## Task prompt
Line by line, transcribe the material shown below exactly.

## Input
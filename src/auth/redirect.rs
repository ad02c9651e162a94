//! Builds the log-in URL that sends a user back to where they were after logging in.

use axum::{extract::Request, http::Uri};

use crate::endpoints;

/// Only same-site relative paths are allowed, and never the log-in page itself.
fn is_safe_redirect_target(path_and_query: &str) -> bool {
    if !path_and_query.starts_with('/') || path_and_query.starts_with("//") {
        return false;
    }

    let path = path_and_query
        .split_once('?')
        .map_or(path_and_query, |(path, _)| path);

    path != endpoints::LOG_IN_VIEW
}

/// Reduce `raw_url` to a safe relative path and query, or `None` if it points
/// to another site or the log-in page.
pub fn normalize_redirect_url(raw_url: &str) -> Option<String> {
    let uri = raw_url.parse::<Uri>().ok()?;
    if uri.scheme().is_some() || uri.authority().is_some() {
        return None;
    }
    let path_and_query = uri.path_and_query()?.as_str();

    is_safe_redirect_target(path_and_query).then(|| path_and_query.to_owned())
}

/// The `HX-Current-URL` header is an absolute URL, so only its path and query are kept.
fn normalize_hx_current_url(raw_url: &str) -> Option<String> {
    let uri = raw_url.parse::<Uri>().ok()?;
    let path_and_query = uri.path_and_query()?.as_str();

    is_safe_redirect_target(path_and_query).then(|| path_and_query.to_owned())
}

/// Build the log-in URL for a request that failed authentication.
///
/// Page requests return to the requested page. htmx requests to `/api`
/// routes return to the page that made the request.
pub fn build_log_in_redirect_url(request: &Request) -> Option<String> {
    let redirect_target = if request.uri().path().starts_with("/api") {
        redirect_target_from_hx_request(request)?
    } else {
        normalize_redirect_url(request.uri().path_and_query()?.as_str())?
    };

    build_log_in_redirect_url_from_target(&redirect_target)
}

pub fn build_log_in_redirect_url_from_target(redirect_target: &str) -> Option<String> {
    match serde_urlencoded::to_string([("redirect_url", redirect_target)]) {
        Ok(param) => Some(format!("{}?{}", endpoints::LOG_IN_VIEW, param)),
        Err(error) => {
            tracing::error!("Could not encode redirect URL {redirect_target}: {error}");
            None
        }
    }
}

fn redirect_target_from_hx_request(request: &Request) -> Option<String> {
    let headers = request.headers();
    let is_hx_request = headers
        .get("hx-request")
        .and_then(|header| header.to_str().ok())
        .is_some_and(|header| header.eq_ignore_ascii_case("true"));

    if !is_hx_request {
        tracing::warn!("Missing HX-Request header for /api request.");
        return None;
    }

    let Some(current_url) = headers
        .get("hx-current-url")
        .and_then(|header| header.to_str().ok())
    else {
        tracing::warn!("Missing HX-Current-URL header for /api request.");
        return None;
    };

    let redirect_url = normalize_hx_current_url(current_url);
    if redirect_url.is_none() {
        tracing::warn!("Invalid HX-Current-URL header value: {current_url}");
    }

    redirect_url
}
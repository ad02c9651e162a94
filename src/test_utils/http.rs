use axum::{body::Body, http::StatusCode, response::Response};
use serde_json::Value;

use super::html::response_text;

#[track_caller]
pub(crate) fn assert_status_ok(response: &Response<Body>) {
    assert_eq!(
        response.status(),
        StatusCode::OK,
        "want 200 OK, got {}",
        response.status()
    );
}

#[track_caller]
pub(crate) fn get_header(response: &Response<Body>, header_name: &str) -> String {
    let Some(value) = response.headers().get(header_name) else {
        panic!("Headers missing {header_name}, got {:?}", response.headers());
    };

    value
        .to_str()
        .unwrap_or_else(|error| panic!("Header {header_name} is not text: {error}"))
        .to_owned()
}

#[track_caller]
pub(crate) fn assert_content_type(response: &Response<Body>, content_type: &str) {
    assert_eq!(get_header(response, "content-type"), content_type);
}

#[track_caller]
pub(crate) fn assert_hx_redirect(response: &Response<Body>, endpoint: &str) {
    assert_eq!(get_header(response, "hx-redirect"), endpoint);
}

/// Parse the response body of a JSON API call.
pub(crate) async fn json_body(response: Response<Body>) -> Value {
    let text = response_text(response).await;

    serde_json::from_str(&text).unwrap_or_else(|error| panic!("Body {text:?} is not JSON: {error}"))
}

## Final answer
filename src/auth/redirect.rs
repository ad02c9651e162a94
//! Builds the log-in URL that sends a user back to where they were after logging in.

use axum::{extract::Request, http::Uri};

use crate::endpoints;

/// Only same-site relative paths are allowed, and never the log-in page itself.
fn is_safe_redirect_target(path_and_query: &str) -> bool {
    if !path_and_query.starts_with('/') || path_and_query.starts_with("//") {
        return false;
    }

    let path = path_and_query
        .split_once('?')
        .map_or(path_and_query, |(path, _)| path);

    path != endpoints::LOG_IN_VIEW
}

/// Reduce `raw_url` to a safe relative path and query, or `None` if it points
/// to another site or the log-in page.
pub fn normalize_redirect_url(raw_url: &str) -> Option<String> {
    let uri = raw_url.parse::<Uri>().ok()?;
    if uri.scheme().is_some() || uri.authority().is_some() {
        return None;
    }
    let path_and_query = uri.path_and_query()?.as_str();

    is_safe_redirect_target(path_and_query).then(|| path_and_query.to_owned())
}

/// The `HX-Current-URL` header is an absolute URL, so only its path and query are kept.
fn normalize_hx_current_url(raw_url: &str) -> Option<String> {
    let uri = raw_url.parse::<Uri>().ok()?;
    let path_and_query = uri.path_and_query()?.as_str();

    is_safe_redirect_target(path_and_query).then(|| path_and_query.to_owned())
}

/// Build the log-in URL for a request that failed authentication.
///
/// Page requests return to the requested page. htmx requests to `/api`
/// routes return to the page that made the request.
pub fn build_log_in_redirect_url(request: &Request) -> Option<String> {
    let redirect_target = if request.uri().path().starts_with("/api") {
        redirect_target_from_hx_request(request)?
    } else {
        normalize_redirect_url(request.uri().path_and_query()?.as_str())?
    };

    build_log_in_redirect_url_from_target(&redirect_target)
}

pub fn build_log_in_redirect_url_from_target(redirect_target: &str) -> Option<String> {
    match serde_urlencoded::to_string([("redirect_url", redirect_target)]) {
        Ok(param) => Some(format!("{}?{}", endpoints::LOG_IN_VIEW, param)),
        Err(error) => {
            tracing::error!("Could not encode redirect URL {redirect_target}: {error}");
            None
        }
    }
}

fn redirect_target_from_hx_request(request: &Request) -> Option<String> {
    let headers = request.headers();
    let is_hx_request = headers
        .get("hx-request")
        .and_then(|header| header.to_str().ok())
        .is_some_and(|header| header.eq_ignore_ascii_case("true"));

    if !is_hx_request {
        tracing::warn!("Missing HX-Request header for /api request.");
        return None;
    }

    let Some(current_url) = headers
        .get("hx-current-url")
        .and_then(|header| header.to_str().ok())
    else {
        tracing::warn!("Missing HX-Current-URL header for /api request.");
        return None;
    };

    let redirect_url = normalize_hx_current_url(current_url);
    if redirect_url.is_none() {
        tracing::warn!("Invalid HX-Current-URL header value: {current_url}");
    }

    redirect_url
}
repository ad02c9651e162a94
filename src/test_utils/http.rs
use axum::{body::Body, http::StatusCode, response::Response};
use serde_json::Value;

use super::html::response_text;

#[track_caller]
pub(crate) fn assert_status_ok(response: &Response<Body>) {
    assert_eq!(
        response.status(),
        StatusCode::OK,
        "want 200 OK, got {}",
        response.status()
    );
}

#[track_caller]
pub(crate) fn get_header(response: &Response<Body>, header_name: &str) -> String {
    let Some(value) = response.headers().get(header_name) else {
        panic!("Headers missing {header_name}, got {:?}", response.headers());
    };

    value
        .to_str()
        .unwrap_or_else(|error| panic!("Header {header_name} is not text: {error}"))
        .to_owned()
}

#[track_caller]
pub(crate) fn assert_content_type(response: &Response<Body>, content_type: &str) {
    assert_eq!(get_header(response, "content-type"), content_type);
}

#[track_caller]
pub(crate) fn assert_hx_redirect(response: &Response<Body>, endpoint: &str) {
    assert_eq!(get_header(response, "hx-redirect"), endpoint);
}

/// Parse the response body of a JSON API call.
pub(crate) async fn json_body(response: Response<Body>) -> Value {
    let text = response_text(response).await;

    serde_json::from_str(&text).unwrap_or_else(|error| panic!("Body {text:?} is not JSON: {error}"))
}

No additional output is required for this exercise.